Eurozone inflation rises as policymakers consider rate hike

Eurozone inflation rises as policymakers consider rate hike

The International Monetary Fund recently said that curbing inflation while avoiding a recession is Europe’s biggest challenge in the coming months as the continent continues to digest the impact of the war in Ukraine on its economy.

So far, the European Central Bank’s campaign to raise interest rates has helped bring headline inflation down from a peak of 10.6 percent last October. The euro zone has avoided a recession but economic growth remains modest.

Lending data released by the central bank on Tuesday showed demand for consumer credit slowing as banks made it harder for borrowers to obtain credit and high borrowing rates caused demand to fall, further cooling the economy.

However, policymakers warn that they are looking for signs that prices will fall over the long term.

“We need to see a sustained decline in core inflation that gives us confidence that our policies are starting to work,” said Isabel Schnabel, a member of the central bank’s Executive Board. said in an interview with Politico last week.

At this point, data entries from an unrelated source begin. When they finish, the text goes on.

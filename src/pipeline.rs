//! Pipeline orchestration: discovery through idempotent write.
//!
//! Ten sequential stages, each logged with running counts. Stages never call
//! back upstream and never run concurrently; first-match-wins rules depend
//! on deterministic ordering.

use anyhow::{Context, Result};
use serde::Serialize;
use std::collections::BTreeMap;
use std::path::PathBuf;
use std::time::Instant;

use crate::cache::MetadataCache;
use crate::config::GeneratorConfig;
use crate::generate::{Formatter, GeneratorInput, RegistryGenerator, TIMESTAMP_PREFIX};
use crate::logger::Logger;
use crate::metadata::{self, ConstantTables, ContractMetadata};
use crate::roles::scan_constant_tables;
use crate::scan::{
    CategorizedContracts, ContractFile, categorize_contracts, find_all_contracts,
    pair_time_travel_variants,
};

/// Missing-variant warnings are suppressed above this count: early in a
/// project's life most modules have no variant yet and the noise helps
/// nobody.
const MISSING_VARIANT_WARN_LIMIT: usize = 3;

#[derive(Debug, Default, Serialize)]
pub struct GenerationStats {
    pub discovered: usize,
    pub modules: usize,
    pub variants: usize,
    pub infrastructure: usize,
    pub mocks: usize,
    pub interfaces: usize,
    pub libraries: usize,
    pub other: usize,
    pub extracted: usize,
    pub per_layer: BTreeMap<u8, usize>,
    pub cache_hits: u64,
    pub cache_misses: u64,
    pub wrote_output: bool,
    pub duration_ms: u64,
}

#[derive(Debug)]
pub struct PipelineResult {
    pub code: String,
    pub stats: GenerationStats,
    pub output_path: PathBuf,
    pub warnings: Vec<String>,
}

/// Run the whole pipeline once.
pub fn run(
    mut config: GeneratorConfig,
    generator: &dyn RegistryGenerator,
    formatter: &dyn Formatter,
    logger: &Logger,
) -> Result<PipelineResult> {
    let start = Instant::now();
    let mut warnings: Vec<String> = Vec::new();
    let mut stats = GenerationStats::default();

    logger.stage(1, "Resolving source and artifact roots");
    config.resolve_roots()?;

    logger.stage(2, "Discovering contract files");
    let filter = config.path_filter()?;
    let discovered: Vec<ContractFile> =
        find_all_contracts(&config.source_root, &config.artifact_root)?
            .into_iter()
            .filter(|f| filter.matches(&f.rel_path))
            .collect();
    stats.discovered = discovered.len();
    logger.info(&format!("Discovered {} contracts", discovered.len()));

    // Name map for inheritance walking; sorted discovery order makes the
    // lexicographically first path win on shadowed names.
    let mut files_by_name: BTreeMap<String, ContractFile> = BTreeMap::new();
    for file in &discovered {
        files_by_name
            .entry(file.name.clone())
            .or_insert_with(|| file.clone());
    }

    logger.stage(3, "Categorizing contracts");
    let categorized = categorize_contracts(discovered);
    record_category_counts(&mut stats, &categorized);
    logger.detail(&format!(
        "modules={} variants={} infrastructure={} mocks={} interfaces={} libraries={} other={}",
        stats.modules,
        stats.variants,
        stats.infrastructure,
        stats.mocks,
        stats.interfaces,
        stats.libraries,
        stats.other
    ));

    logger.stage(4, "Pairing time-travel variants");
    let pairing = if config.pair_variants {
        pair_time_travel_variants(&categorized.modules, &categorized.variants)
    } else {
        BTreeMap::new()
    };
    if config.pair_variants {
        let missing: Vec<&String> = pairing
            .iter()
            .filter(|(_, v)| v.is_none())
            .map(|(k, _)| k)
            .collect();
        if !missing.is_empty() && missing.len() <= MISSING_VARIANT_WARN_LIMIT {
            for name in missing {
                warnings.push(format!("Module {name} has no time-travel variant"));
            }
        }
    }

    logger.stage(5, "Scanning constant tables");
    let mut tables = ConstantTables::default();
    let inspected =
        scan_constant_tables(&config.source_root, &config.constant_patterns, &mut tables)?;
    logger.detail(&format!(
        "Inspected {inspected} constants: {} roles, {} resolver keys",
        tables.roles.len(),
        tables.resolver_keys.len()
    ));

    logger.stage(6, "Extracting contract metadata");
    let mut cache = config.use_cache.then(|| MetadataCache::load(&config.cache_root));
    let mut contracts: Vec<ContractMetadata> = Vec::new();

    let mut extraction_set: Vec<&ContractFile> = categorized.modules.iter().collect();
    if !config.facets_only {
        extraction_set.extend(categorized.infrastructure.iter());
        if config.include_storage_wrappers {
            extraction_set.extend(
                categorized
                    .libraries
                    .iter()
                    .chain(categorized.other.iter())
                    .filter(|f| metadata::is_storage_wrapper(&f.name)),
            );
        }
        if config.include_mocks {
            extraction_set.extend(categorized.mocks.iter());
        }
    }

    for file in extraction_set {
        let has_variant = matches!(pairing.get(&file.name), Some(Some(_)));
        let (meta, served_from_cache) =
            extract_one(file, has_variant, &tables, &files_by_name, cache.as_mut());
        match served_from_cache {
            Some(true) => stats.cache_hits += 1,
            Some(false) => stats.cache_misses += 1,
            None => {}
        }
        collect_extraction_warnings(file, &meta, &tables, &mut warnings);
        *stats.per_layer.entry(meta.layer).or_insert(0) += 1;
        contracts.push(meta);
    }
    stats.extracted = contracts.len();
    logger.info(&format!(
        "Extracted {} contracts ({} cache hits, {} misses)",
        stats.extracted, stats.cache_hits, stats.cache_misses
    ));

    logger.stage(7, "Merging standalone role declarations");
    scan_constant_tables(&config.source_root, &config.role_file_patterns, &mut tables)?;

    logger.stage(8, "Generating registry source");
    contracts.sort_by(|a, b| a.name.cmp(&b.name));
    let input = GeneratorInput {
        contracts,
        roles: tables.roles,
        resolver_keys: tables.resolver_keys,
        variants: pairing
            .iter()
            .map(|(base, variant)| (base.clone(), variant.as_ref().map(|v| v.name.clone())))
            .collect(),
    };
    let generated = generator.generate(&input)?;

    logger.stage(9, "Formatting generated source");
    let code = match formatter.format(&generated) {
        Ok(formatted) => formatted,
        Err(err) => {
            warnings.push(format!("Formatter failed, using unformatted output: {err:#}"));
            generated
        }
    };

    logger.stage(10, "Writing output");
    if config.dry_run {
        logger.info("Dry run: skipping write");
    } else {
        stats.wrote_output = write_if_changed(&config.output_path, &code)?;
        if stats.wrote_output {
            logger.info(&format!("Wrote {}", config.output_path.display()));
        } else {
            logger.info("Output unchanged, write skipped");
        }
    }

    if let Some(cache) = cache.as_mut() {
        let pruned = cache.prune();
        if pruned > 0 {
            logger.detail(&format!("Pruned {pruned} stale cache entries"));
        }
        if let Err(err) = cache.save() {
            warnings.push(format!("Failed to save metadata cache: {err:#}"));
        }
    }

    for warning in &warnings {
        logger.warn(warning);
    }
    stats.duration_ms = start.elapsed().as_millis() as u64;

    Ok(PipelineResult {
        code,
        stats,
        output_path: config.output_path,
        warnings,
    })
}

/// Serve one contract from the cache when its content hash still matches,
/// otherwise extract fresh and store. The second value reports what actually
/// happened: `Some(true)` served from cache, `Some(false)` re-extracted,
/// `None` no cache in play. A cached record naming a different contract
/// (several contracts sharing one file share one cache slot) counts as a
/// miss.
///
/// The cached has-variant flag is never trusted: variant availability can
/// change between runs without touching the file, so the freshly computed
/// pairing result always wins.
fn extract_one(
    file: &ContractFile,
    has_variant: bool,
    tables: &ConstantTables,
    files_by_name: &BTreeMap<String, ContractFile>,
    cache: Option<&mut MetadataCache>,
) -> (ContractMetadata, Option<bool>) {
    if let Some(cache) = cache {
        if !cache.should_reprocess(&file.path)
            && let Some(cached) = cache.get_cached(&file.path)
            && cached.name == file.name
        {
            let mut meta = cached.clone();
            meta.has_variant = has_variant;
            return (meta, Some(true));
        }
        let meta = metadata::extract_metadata(file, has_variant, tables, files_by_name);
        cache.set(&file.path, meta.clone());
        return (meta, Some(false));
    }
    let meta = metadata::extract_metadata(file, has_variant, tables, files_by_name);
    (meta, None)
}

fn collect_extraction_warnings(
    file: &ContractFile,
    meta: &ContractMetadata,
    tables: &ConstantTables,
    warnings: &mut Vec<String>,
) {
    use crate::scan::{Bucket, classify};
    match classify(file) {
        Bucket::Module => {
            if meta.resolver_key.is_none() {
                warnings.push(format!("Module {} has no resolver key", meta.name));
            }
        }
        Bucket::MockOrTest => {
            // Mocks that reference a resolver-key symbol the table cannot
            // supply are worth flagging; everything else about mocks is not.
            for symbol in crate::solidity::extract_imported_symbols(&file.source) {
                if symbol.ends_with("_RESOLVER_KEY") && !tables.resolver_keys.contains_key(&symbol)
                {
                    warnings.push(format!(
                        "Mock {} references unknown resolver key {symbol}",
                        meta.name
                    ));
                }
            }
        }
        _ => {}
    }
}

fn record_category_counts(stats: &mut GenerationStats, categorized: &CategorizedContracts) {
    stats.modules = categorized.modules.len();
    stats.variants = categorized.variants.len();
    stats.infrastructure = categorized.infrastructure.len();
    stats.mocks = categorized.mocks.len();
    stats.interfaces = categorized.interfaces.len();
    stats.libraries = categorized.libraries.len();
    stats.other = categorized.other.len();
}

/// Timestamp-insensitive comparison of generated text.
fn normalize_generated(text: &str) -> String {
    text.lines()
        .filter(|line| !line.trim_start().starts_with(TIMESTAMP_PREFIX))
        .collect::<Vec<_>>()
        .join("\n")
}

/// Write only when the normalized content differs from the existing file,
/// preserving the existing file's timestamp otherwise. Returns whether a
/// write happened.
fn write_if_changed(path: &std::path::Path, code: &str) -> Result<bool> {
    if let Ok(existing) = std::fs::read_to_string(path)
        && normalize_generated(&existing) == normalize_generated(code)
    {
        return Ok(false);
    }
    if let Some(parent) = path.parent()
        && !parent.as_os_str().is_empty()
    {
        std::fs::create_dir_all(parent)
            .with_context(|| format!("Failed to create output directory: {}", parent.display()))?;
    }
    std::fs::write(path, code)
        .with_context(|| format!("Failed to write output: {}", path.display()))?;
    Ok(true)
}

#[cfg(test)]
mod tests {
    use super::*;
    use std::fs;
    use std::time::{SystemTime, UNIX_EPOCH};

    fn temp_dir(name: &str) -> PathBuf {
        let mut p = std::env::temp_dir();
        p.push(format!(
            "facetgen-pipeline-{}-{}-{name}",
            std::process::id(),
            SystemTime::now()
                .duration_since(UNIX_EPOCH)
                .unwrap()
                .as_nanos()
        ));
        fs::create_dir_all(&p).unwrap();
        p
    }

    #[test]
    fn normalization_ignores_only_the_timestamp_line() {
        let a = format!("// header\n{TIMESTAMP_PREFIX} 1\nbody\n");
        let b = format!("// header\n{TIMESTAMP_PREFIX} 2\nbody\n");
        let c = format!("// header\n{TIMESTAMP_PREFIX} 2\nother body\n");
        assert_eq!(normalize_generated(&a), normalize_generated(&b));
        assert_ne!(normalize_generated(&a), normalize_generated(&c));
    }

    #[test]
    fn write_if_changed_skips_identical_content() -> Result<()> {
        let dir = temp_dir("write");
        let path = dir.join("registry.ts");

        let first = format!("{TIMESTAMP_PREFIX} 100\nexport const x = 1;\n");
        assert!(write_if_changed(&path, &first)?);

        // Same payload, new timestamp: no write, old content preserved.
        let second = format!("{TIMESTAMP_PREFIX} 200\nexport const x = 1;\n");
        assert!(!write_if_changed(&path, &second)?);
        assert_eq!(fs::read_to_string(&path)?, first);

        // Changed payload: written.
        let third = format!("{TIMESTAMP_PREFIX} 300\nexport const x = 2;\n");
        assert!(write_if_changed(&path, &third)?);
        assert_eq!(fs::read_to_string(&path)?, third);

        let _ = fs::remove_dir_all(dir);
        Ok(())
    }
}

The Baltic countries and Slovakia recorded double-digit price increases, in Latvia up to 15 percent. Some of Europe’s larger economies with lower interest rates are facing pressure from workers seeking wage increases to keep up with the rising cost of living.

The different rates also reflect domestic measures that governments have introduced to contain energy prices. With the start of the summer vacation season, even countries with strong tourism markets will feel the effects of rising service prices.

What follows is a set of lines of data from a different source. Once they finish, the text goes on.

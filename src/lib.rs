//! # facetgen
//!
//! A build-time generator that turns a tree of Solidity contract sources and
//! their compiled ABI artifacts into one generated registry source file.
//!
//! ## Architecture
//!
//! - **fsutil**: Path walking, content hashing, and read helpers
//! - **solidity**: Regex-based surface extraction from raw contract source
//! - **abi**: ABI method extraction with canonical signatures and selectors
//! - **scan**: Contract discovery, categorization, and variant pairing
//! - **metadata**: Per-contract metadata assembly with inheritance walking
//! - **roles**: Role and resolver-key constant table scanning
//! - **cache**: Content-hash-keyed persistent metadata cache (JSON document)
//! - **generate**: Registry generator and formatter seams
//! - **pipeline**: Stage sequencing, statistics, warnings, idempotent write
//! - **config**: Roots, patterns, and toggles for one invocation
//! - **logger**: Per-run logger value threaded through the pipeline

pub mod abi;
pub mod cache;
pub mod cli;
pub mod config;
pub mod fsutil;
pub mod generate;
pub mod logger;
pub mod metadata;
pub mod pipeline;
pub mod roles;
pub mod scan;
pub mod solidity;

In Germany, Europe’s largest economy, the annual inflation rate fell to 7.6 percent from 7.8 percent in March. Food prices remained stubbornly high while government intervention to contain energy costs began to take hold.

Public sector workers in Germany agreed to give 2.5 million workers a 5.5 percent pay rise next year. This deal is likely to set a precedent for other wage negotiations and could threaten the European Central Bank’s forecast that euro-zone wage growth will peak this year.

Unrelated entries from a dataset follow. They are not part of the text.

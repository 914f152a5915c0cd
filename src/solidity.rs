//! Surface extraction from raw Solidity source text.
//!
//! The ABI is authoritative for callable methods; everything the ABI does not
//! carry (events, errors, imports, inheritance, natspec) is scraped from the
//! source with line-oriented regexes. This is heuristic by design: sources
//! that fail to match simply contribute nothing.

use regex::Regex;
use serde::{Deserialize, Serialize};
use std::sync::LazyLock;

#[derive(Debug, Clone, Copy, PartialEq, Eq, Serialize, Deserialize)]
pub enum DeclKind {
    Contract,
    Interface,
    Library,
}

#[derive(Debug, Clone, Serialize, Deserialize)]
pub struct Declaration {
    pub name: String,
    pub kind: DeclKind,
    pub parents: Vec<String>,
}

#[derive(Debug, Clone, PartialEq, Eq, Serialize, Deserialize)]
pub struct ParamList {
    pub name: String,
    pub params: Vec<String>,
}

impl ParamList {
    /// Canonical form used for hashing: `Name(type1,type2)`.
    pub fn signature(&self) -> String {
        format!("{}({})", self.name, self.params.join(","))
    }
}

static DECL_RE: LazyLock<Regex> = LazyLock::new(|| {
    Regex::new(
        r"(?m)^\s*(abstract\s+contract|contract|interface|library)\s+([A-Za-z_][A-Za-z0-9_]*)\s*(?:is\s+([^{]+))?\{",
    )
    .expect("declaration regex")
});

static EVENT_RE: LazyLock<Regex> = LazyLock::new(|| {
    Regex::new(r"(?s)\bevent\s+([A-Za-z_][A-Za-z0-9_]*)\s*\(([^)]*)\)\s*(?:anonymous\s*)?;")
        .expect("event regex")
});

static ERROR_RE: LazyLock<Regex> = LazyLock::new(|| {
    Regex::new(r"(?s)\berror\s+([A-Za-z_][A-Za-z0-9_]*)\s*\(([^)]*)\)\s*;").expect("error regex")
});

static IMPORT_RE: LazyLock<Regex> = LazyLock::new(|| {
    Regex::new(r#"(?m)^\s*import\s+(?:\{[^}]*\}\s+from\s+)?["']([^"']+)["']"#)
        .expect("import regex")
});

static IMPORT_SYMBOLS_RE: LazyLock<Regex> = LazyLock::new(|| {
    Regex::new(r#"(?m)^\s*import\s+\{([^}]*)\}\s+from\s+["'][^"']+["']"#)
        .expect("import symbols regex")
});

static CONSTANT_RE: LazyLock<Regex> = LazyLock::new(|| {
    Regex::new(
        r"(?m)\bbytes32\s+(?:public\s+|internal\s+|private\s+)?constant\s+([A-Z][A-Z0-9_]*)\s*=\s*([^;]+);",
    )
    .expect("constant regex")
});

static TITLE_RE: LazyLock<Regex> =
    LazyLock::new(|| Regex::new(r"@title\s+(.+)").expect("title regex"));

static VERSION_RE: LazyLock<Regex> =
    LazyLock::new(|| Regex::new(r"@custom:version\s+(\S+)").expect("version regex"));

/// All contract/interface/library declarations with their inheritance lists.
pub fn extract_declarations(source: &str) -> Vec<Declaration> {
    DECL_RE
        .captures_iter(source)
        .map(|cap| {
            let kind = if cap[1].starts_with("interface") {
                DeclKind::Interface
            } else if cap[1].starts_with("library") {
                DeclKind::Library
            } else {
                DeclKind::Contract
            };
            let parents = cap
                .get(3)
                .map(|m| {
                    m.as_str()
                        .split(',')
                        .map(|p| {
                            // Drop constructor-style parent arguments: `Base(1)`.
                            p.trim()
                                .split(['(', ' '])
                                .next()
                                .unwrap_or("")
                                .trim()
                                .to_string()
                        })
                        .filter(|p| !p.is_empty())
                        .collect()
                })
                .unwrap_or_default();
            Declaration {
                name: cap[2].to_string(),
                kind,
                parents,
            }
        })
        .collect()
}

pub fn extract_events(source: &str) -> Vec<ParamList> {
    EVENT_RE
        .captures_iter(source)
        .map(|cap| ParamList {
            name: cap[1].to_string(),
            params: canonical_params(&cap[2]),
        })
        .collect()
}

pub fn extract_errors(source: &str) -> Vec<ParamList> {
    ERROR_RE
        .captures_iter(source)
        .map(|cap| ParamList {
            name: cap[1].to_string(),
            params: canonical_params(&cap[2]),
        })
        .collect()
}

/// Import path strings, in order of appearance.
pub fn extract_imports(source: &str) -> Vec<String> {
    IMPORT_RE
        .captures_iter(source)
        .map(|cap| cap[1].to_string())
        .collect()
}

/// Symbol names pulled in through `import { A, B } from "..."`.
pub fn extract_imported_symbols(source: &str) -> Vec<String> {
    let mut symbols = Vec::new();
    for cap in IMPORT_SYMBOLS_RE.captures_iter(source) {
        for sym in cap[1].split(',') {
            // `Name as Alias` binds the alias locally.
            let sym = sym.trim();
            let name = match sym.split_once(" as ") {
                Some((_, alias)) => alias.trim(),
                None => sym,
            };
            if !name.is_empty() {
                symbols.push(name.to_string());
            }
        }
    }
    symbols
}

/// `bytes32 constant NAME = value;` pairs, raw value text trimmed.
pub fn extract_constants(source: &str) -> Vec<(String, String)> {
    CONSTANT_RE
        .captures_iter(source)
        .map(|cap| (cap[1].to_string(), cap[2].trim().to_string()))
        .collect()
}

pub fn extract_title(source: &str) -> Option<String> {
    TITLE_RE
        .captures(source)
        .map(|cap| cap[1].trim().trim_end_matches("*/").trim().to_string())
}

pub fn extract_version(source: &str) -> Option<String> {
    VERSION_RE.captures(source).map(|cap| cap[1].to_string())
}

/// A contract counts as upgradeable when it opts in via natspec or reaches
/// an upgrade-oriented ancestor.
pub fn is_upgradeable(source: &str, parents: &[String]) -> bool {
    if source.contains("@custom:upgradeable") {
        return true;
    }
    parents
        .iter()
        .any(|p| p.ends_with("Upgradeable") || p == "Initializable")
}

/// Normalize a raw parameter list into canonical ABI types.
pub fn canonical_params(raw: &str) -> Vec<String> {
    raw.split(',')
        .map(str::trim)
        .filter(|p| !p.is_empty())
        .filter_map(|p| {
            // First token is the type; `indexed` and the name follow.
            p.split_whitespace().next().map(canonical_type)
        })
        .collect()
}

/// Expand Solidity shorthand types to their canonical ABI names.
pub fn canonical_type(ty: &str) -> String {
    let (base, suffix) = match ty.find('[') {
        Some(idx) => (&ty[..idx], &ty[idx..]),
        None => (ty, ""),
    };
    let base = match base {
        "uint" => "uint256",
        "int" => "int256",
        "byte" => "bytes1",
        other => other,
    };
    format!("{base}{suffix}")
}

In France, which has been plagued for months by waves of strikes over the government’s decision to raise the retirement age, inflation rose to 6.9 percent in April from 6.7 percent in March, mainly driven by energy, and service prices also rose a little.

In Spain, prices rose to 3.8 percent in April from 3.1 percent in the previous month as food costs rose, although energy prices, which rose to record levels last year, fell further.

The inflation data will influence the European Central Bank’s decision on whether to raise interest rates further in order to bring down inflation. The bank’s Governing Council meets on Thursday and most analysts estimate it will vote in favor of either a quarter or half percent rate hike.

The bank raised its deposit rate to 3 percent last month, the highest since October 2008, as it sought to dampen demand and push inflation closer to its 2 percent target.

“Even if headline inflation has fallen and will continue to fall, this is not the moment of relief yet,” said Carsten Brzeski, chief economist at ING Germany. “The ECB does not want to repeat the earlier mistake of underestimating inflation and will therefore be willing to go too far, even if this turns out to be a policy mistake in the end.”